Cerebrovascular Complications of the Use of the Crack Form of Alkaloidal Cocaine

Steven R. Levine, M.D., John C.M. Brust, M.D., Nancy Futrell, M.D., K.-L. Ho, M.D., David Blake, M.D., Clark H. Millikan, M.D., Lawrence M. Brass, M.D., Pierre Fayad, M.D., Lonni R. Schultz, M.S., James F. Selwa, M.D., and K.M.A. Welch, M.D.

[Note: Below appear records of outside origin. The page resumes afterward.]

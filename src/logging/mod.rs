use serde::{Deserialize, Serialize};
use serde_json::{Map, Value, json};
use std::fs::{File, OpenOptions};
use std::io::{BufWriter, Write};
use std::path::{Path, PathBuf};
use std::sync::{Arc, Mutex};
use std::time::{SystemTime, UNIX_EPOCH};

use thiserror::Error;

pub type LogFields = Map<String, Value>;

#[derive(Debug, Clone, Copy, PartialEq, Eq, PartialOrd, Ord, Serialize, Deserialize)]
#[serde(rename_all = "lowercase")]
pub enum LogLevel {
    Trace,
    Debug,
    Info,
    Warn,
    Error,
}

#[derive(Debug, Clone, Serialize)]
pub struct LogEvent {
    pub ts_ms: u128,
    pub level: LogLevel,
    pub target: String,
    pub message: String,
    #[serde(skip_serializing_if = "LogFields::is_empty", default)]
    pub fields: LogFields,
}

impl LogEvent {
    pub fn new(level: LogLevel, target: impl Into<String>, message: impl Into<String>) -> Self {
        Self {
            ts_ms: current_ms(),
            level,
            target: target.into(),
            message: message.into(),
            fields: LogFields::new(),
        }
    }

    pub fn with_fields(
        level: LogLevel,
        target: impl Into<String>,
        message: impl Into<String>,
        fields: LogFields,
    ) -> Self {
        Self {
            fields,
            ..Self::new(level, target, message)
        }
    }

    pub fn field(&self, key: &str) -> Option<&Value> {
        self.fields.get(key)
    }
}

fn current_ms() -> u128 {
    SystemTime::now()
        .duration_since(UNIX_EPOCH)
        .map(|d| d.as_millis())
        .unwrap_or(0)
}

pub type LoggingResult<T> = std::result::Result<T, LoggingError>;

#[derive(Debug, Error)]
pub enum LoggingError {
    #[error("I/O error: {0}")]
    Io(#[from] std::io::Error),
    #[error("serialization error: {0}")]
    Serde(#[from] serde_json::Error),
    #[error("log sink poisoned")]
    Poisoned,
}

pub trait LogSink: Send + Sync {
    fn log(&self, event: &LogEvent) -> LoggingResult<()>;
}

/// Cheap-to-clone handle that drops events below its minimum level before
/// they reach the sink.
#[derive(Clone)]
pub struct Logger {
    sink: Arc<dyn LogSink>,
    min_level: LogLevel,
}

impl Logger {
    pub fn new<S>(sink: S) -> Self
    where
        S: LogSink + 'static,
    {
        Self {
            sink: Arc::new(sink),
            min_level: LogLevel::Trace,
        }
    }

    pub fn with_min_level(mut self, level: LogLevel) -> Self {
        self.min_level = level;
        self
    }

    pub fn min_level(&self) -> LogLevel {
        self.min_level
    }

    pub fn enabled(&self, level: LogLevel) -> bool {
        level >= self.min_level
    }

    pub fn log(&self, level: LogLevel, target: &str, message: &str) -> LoggingResult<()> {
        self.log_event(LogEvent::new(level, target, message))
    }

    pub fn log_event(&self, event: LogEvent) -> LoggingResult<()> {
        if !self.enabled(event.level) {
            return Ok(());
        }
        self.sink.log(&event)
    }
}

/// Appends one JSON object per line, truncating the file once it would grow
/// past `max_bytes` (zero disables the cap).
pub struct FileSink {
    path: PathBuf,
    max_bytes: u64,
    writer: Mutex<BufWriter<File>>,
}

impl FileSink {
    pub fn new(path: impl AsRef<Path>, max_bytes: u64) -> LoggingResult<Self> {
        let path = path.as_ref().to_path_buf();
        let file = OpenOptions::new().create(true).append(true).open(&path)?;
        Ok(Self {
            path,
            max_bytes,
            writer: Mutex::new(BufWriter::new(file)),
        })
    }

    pub fn path(&self) -> &Path {
        &self.path
    }

    fn over_cap(&self, file: &File, incoming: u64) -> std::io::Result<bool> {
        if self.max_bytes == 0 {
            return Ok(false);
        }
        Ok(file.metadata()?.len() + incoming > self.max_bytes)
    }
}

impl LogSink for FileSink {
    fn log(&self, event: &LogEvent) -> LoggingResult<()> {
        let mut line = serde_json::to_string(event)?;
        line.push('\n');
        let mut writer = self.writer.lock().map_err(|_| LoggingError::Poisoned)?;
        if self.over_cap(writer.get_ref(), line.len() as u64)? {
            let file = OpenOptions::new()
                .write(true)
                .truncate(true)
                .open(&self.path)?;
            *writer = BufWriter::new(file);
        }
        writer.write_all(line.as_bytes())?;
        writer.flush()?;
        Ok(())
    }
}

/// Writes JSON lines to stderr.
#[derive(Debug, Default, Clone, Copy)]
pub struct StderrSink;

impl LogSink for StderrSink {
    fn log(&self, event: &LogEvent) -> LoggingResult<()> {
        let line = serde_json::to_string(event)?;
        let mut stderr = std::io::stderr().lock();
        writeln!(stderr, "{line}")?;
        Ok(())
    }
}

#[derive(Debug, Default, Clone, Copy)]
pub struct NullSink;

impl LogSink for NullSink {
    fn log(&self, _event: &LogEvent) -> LoggingResult<()> {
        Ok(())
    }
}

/// Keeps every event in memory; clones share the same buffer.
#[derive(Debug, Default, Clone)]
pub struct MemorySink {
    events: Arc<Mutex<Vec<LogEvent>>>,
}

impl MemorySink {
    pub fn new() -> Self {
        Self::default()
    }

    pub fn events(&self) -> Vec<LogEvent> {
        self.events
            .lock()
            .map(|guard| guard.clone())
            .unwrap_or_default()
    }

    pub fn messages(&self) -> Vec<String> {
        self.events()
            .into_iter()
            .map(|event| event.message)
            .collect()
    }
}

impl LogSink for MemorySink {
    fn log(&self, event: &LogEvent) -> LoggingResult<()> {
        self.events
            .lock()
            .map_err(|_| LoggingError::Poisoned)?
            .push(event.clone());
        Ok(())
    }
}

pub fn event_with_fields(
    level: LogLevel,
    target: &str,
    message: &str,
    fields: impl IntoIterator<Item = (String, Value)>,
) -> LogEvent {
    let map: LogFields = fields.into_iter().collect();
    LogEvent::with_fields(level, target, message, map)
}

pub fn json_kv(key: &str, value: impl Into<Value>) -> (String, Value) {
    (key.to_string(), value.into())
}

pub fn json_str(key: &str, value: impl Into<String>) -> (String, Value) {
    (key.to_string(), json!(value.into()))
}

N Engl J Med 1990; 323:699-704September 13, 1990

Abstract
Abstract

Background and Methods.

The use of cocaine, especially one of its alkaloidal forms ("crack"), has been increasingly associated with cerebrovascular disease. To clarify the clinical, radiologic, and pathological features of the events associated with cocaine use, we identified 28 patients at four medical centers who had stroke temporally related to the use of alkaloidal cocaine (during or within 72 hours of use).

Results.

The 28 patients had the following types of cerebrovascular event: cerebral infarction (n = 18[2hemorrhagic; 1 fatal]) in the areas supplied by the middle cerebral artery (n = 10), anterior cerebral artery (n = 3), posterior cerebral artery (n = 1 ), and vertebrobasilar arteries (n = 4); subarachnoid hemorrhage (n = 5); intraparenchymal hemorrhage (n = 4); and primary intraventricular hemorrhage (n = 1). Eighteen patients (64 percent) had acute neurologic symptoms immediately or within one hour of using cocaine. Fifteen patients (45 percent) with either occlusive or hemorrhagic strokes had severe headache as an early symptom. Vasculitis was not suggested by radiography in any patient, nor was it identified on pathological examination in one patient who died. All the patients were young (mean age, 34 years; range, 23 to 49) and had no other apparent, direct cause of stroke. Other risk factors for stroke among the patients included mild mitral-valve prolapse (n = 4), hypertension (n = 4), cigarette smoking (n = 8), and regular alcohol use (n = 6).

Conclusions.

There is a strong temporal association of the use of alkaloidal cocaine with both ischemic and hemorrhagic cerebrovascular events. Cocaine-related stroke probably has many causes. A thorough history focusing on the use of cocaine and toxicologic screening of urine and serum should be part of the evaluation of any young patient with a stroke. (N Engl J Med 1990; 323:699–704.)

Media in This Article

Table 1Cerebrovascular Complications of the Use of Alkaloidal Cocaine (Crack).*
Table 2Types of Cerebrovascular Events in 28 Patients.
Article

NUMEROUS studies have demonstrated an association between cerebrovascular disease and the use of cocaine.1 2 3 4 5 6 7 8 9 10 11 12 13 14 15 16 17 18 19 20 21 22 23 24 25 26 27 28 29 30 31 32 33 34 The appearance in 1983 of commercially prepared alkaloidal cocaine ("crack") escalated an already existing cocaine epidemic.1 , 10 , 35 36 37 Reports of medical complications of cocaine use, including stroke, have increased as well, although it is unclear whether recent reports of stroke among crack users reflect the spreading epidemic, greater cerebrovascular specificity, higher potency, or a combination of these factors. "Freebasing" (preparing the extract of the almost pure alkaloidal, or freebase, form of the drug) removes cocaine adulterants.38 By contrast, crack is made simply by heating an aqueous solution of cocaine hydrochloride with sodium bicarbonate or ammonia; the resulting precipitate, unlike freebase cocaine, contains adulterants but is also smokable.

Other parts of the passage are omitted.